Competitive PCR assay for the measurement of ruminal bacteria count and microbial attachment

Abstract

c-PCR technique was utilized in two studies to estimate rumen microbial population change when animals received different ratio of roughage and concentrate, and incubation medium pH was different in in vitro studies. In experiment 1, a competitive PCR technique was used to enumerate the Fibrobacter succinogenes and Streptococcus bovis in the rumen of Holstein steers. An internal control DNA was constructed for use in competitive PCRs and was shown to amplify under the same reaction conditions and with the same amplification efficiency as the target DNA. DNA from a known number of F. succinogenes and S. bovis cells was coamplified with the internal control to construct a standard curve. Rumen samples were collected from two Holstein steers fed two diets in rotation: high roughage and high concentrate. DNA extracted from these and spiked with internal control DNA was amplified with the F. succinogenes and S. bovis specific primer pair.
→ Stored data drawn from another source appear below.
use std::sync::Arc;
use std::time::{Duration, Instant};

// ---

use async_trait::async_trait;
use bytes::Bytes;
use tokio::sync::{mpsc, watch};

// ---

use peerfile_domain::{ChannelRx, ChannelTx, FlowGate, PeerFileError, Result};

// ---

use super::link::Link;

// ---------------------------------------------------------------------------
// TokenBucket
// ---------------------------------------------------------------------------

/// Simple token bucket for bandwidth capping in [`LinkSimRx`].
///
/// Tokens represent bytes. On each [`TokenBucket::try_consume`] call the
/// bucket refills based on elapsed wall time at the configured rate, then
/// consumes up to `n` tokens. Capacity is capped at one second's worth so
/// long idle periods cannot accumulate an unbounded burst allowance.
pub(crate) struct TokenBucket {
    // ---
    /// Bytes per second limit.
    rate_bps: u64,

    /// Available tokens (bytes).
    tokens: f64,

    /// Last refill timestamp.
    last_refill: Instant,
}

// ---

impl TokenBucket {
    // ---
    pub(crate) fn new(rate_bps: u64) -> Self {
        // ---
        Self {
            rate_bps,
            tokens: 0.0,
            last_refill: Instant::now(),
        }
    }

    // ---

    /// Refill from elapsed time, then consume up to `n` bytes.
    ///
    /// Returns bytes actually consumed; 0 means the bucket is empty.
    pub(crate) fn try_consume(&mut self, n: usize) -> usize {
        // ---
        let now = Instant::now();
        let elapsed = now.duration_since(self.last_refill).as_secs_f64();
        self.last_refill = now;

        let cap = self.rate_bps as f64;
        self.tokens = (self.tokens + elapsed * cap).min(cap);

        let consumed = (self.tokens as usize).min(n);
        self.tokens -= consumed as f64;
        consumed
    }
}

// ---------------------------------------------------------------------------
// LinkSimTx
// ---------------------------------------------------------------------------

/// Sending half of a simulated channel.
///
/// Messages go onto an unbounded queue; the [`FlowGate`] tracks how many
/// bytes the far side has not read yet, and [`ChannelTx::ready`] pends while
/// that exceeds the configured high-water mark.
pub(crate) struct LinkSimTx {
    // ---
    tx: mpsc::UnboundedSender<Bytes>,
    gate: Arc<FlowGate>,
    link: Arc<Link>,
}

// ---

impl LinkSimTx {
    // ---
    pub(crate) fn new(tx: mpsc::UnboundedSender<Bytes>, gate: Arc<FlowGate>, link: Arc<Link>) -> Self {
        Self { tx, gate, link }
    }
}

// ---

#[async_trait]
impl ChannelTx for LinkSimTx {
    // ---
    fn send(&self, msg: Bytes) -> Result<()> {
        // ---
        if !self.link.is_up() {
            return Err(PeerFileError::ChannelClosed);
        }

        let len = msg.len();
        self.tx.send(msg).map_err(|_| PeerFileError::ChannelClosed)?;
        self.gate.enqueued(len);
        self.link.count_message();
        Ok(())
    }

    async fn ready(&self) -> Result<()> {
        self.gate.drained().await
    }

    fn is_connected(&self) -> bool {
        self.link.is_up()
    }

    async fn destroy(&self) {
        self.link.cut();
    }
}

// ---------------------------------------------------------------------------
// LinkSimRx
// ---------------------------------------------------------------------------

/// Receiving half of a simulated channel.
///
/// Reading a message releases its bytes from the sender's [`FlowGate`].
/// When `bucket` is `Some`, delivery is throttled so throughput stays at or
/// below the configured rate.
pub(crate) struct LinkSimRx {
    // ---
    rx: mpsc::UnboundedReceiver<Bytes>,
    gate: Arc<FlowGate>,
    up_rx: watch::Receiver<bool>,
    /// Keeps the link's watch sender alive as long as this half exists.
    _link: Arc<Link>,
    bucket: Option<TokenBucket>,

    /// Message taken off the queue but not yet paid for by the bucket.
    /// Kept here so a cancelled `recv` loses nothing.
    held: Option<(Bytes, usize)>,
}

// ---

impl LinkSimRx {
    // ---
    pub(crate) fn new(
        rx: mpsc::UnboundedReceiver<Bytes>,
        gate: Arc<FlowGate>,
        link: Arc<Link>,
        bw_cap_bps: Option<u64>,
    ) -> Self {
        // ---
        Self {
            rx,
            gate,
            up_rx: link.subscribe(),
            _link: link,
            bucket: bw_cap_bps.map(TokenBucket::new),
            held: None,
        }
    }

    // ---

    /// Next message off the queue, or `None` once the link is down.
    async fn next_message(&mut self) -> Option<Bytes> {
        // ---
        if !*self.up_rx.borrow() {
            return None;
        }

        tokio::select! {
            biased;
            _ = self.up_rx.wait_for(|up| !*up) => None,
            msg = self.rx.recv() => msg,
        }
    }
}

// ---

#[async_trait]
impl ChannelRx for LinkSimRx {
    // ---
    async fn recv(&mut self) -> Option<Bytes> {
        // ---
        let (msg, mut paid) = match self.held.take() {
            Some(held) => held,
            None => (self.next_message().await?, 0),
        };

        if let Some(bucket) = self.bucket.as_mut() {
            while paid < msg.len() {
                paid += bucket.try_consume(msg.len() - paid);
                if paid < msg.len() {
                    self.held = Some((msg.clone(), paid));
                    tokio::time::sleep(Duration::from_millis(2)).await;
                    self.held = None;
                }
            }
        }

        self.gate.dequeued(msg.len());
        Some(msg)
    }
}

// ---------------------------------------------------------------------------
// Tests
// ---------------------------------------------------------------------------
The relative intensities of the PCR products were used to quantitate the numbers of F. succinogenes and S. bovis cell equivalents to those in the rumen samples. The numbers ranged from 3.41×107 ml-1 to 5.36×107 ml-1 and from 2.03×107 to 4.47×107 ml-1, respectively. There was a trend of increased F. succinogenes with higher roughage diet, and increased S. bovis with higher concentrate diet.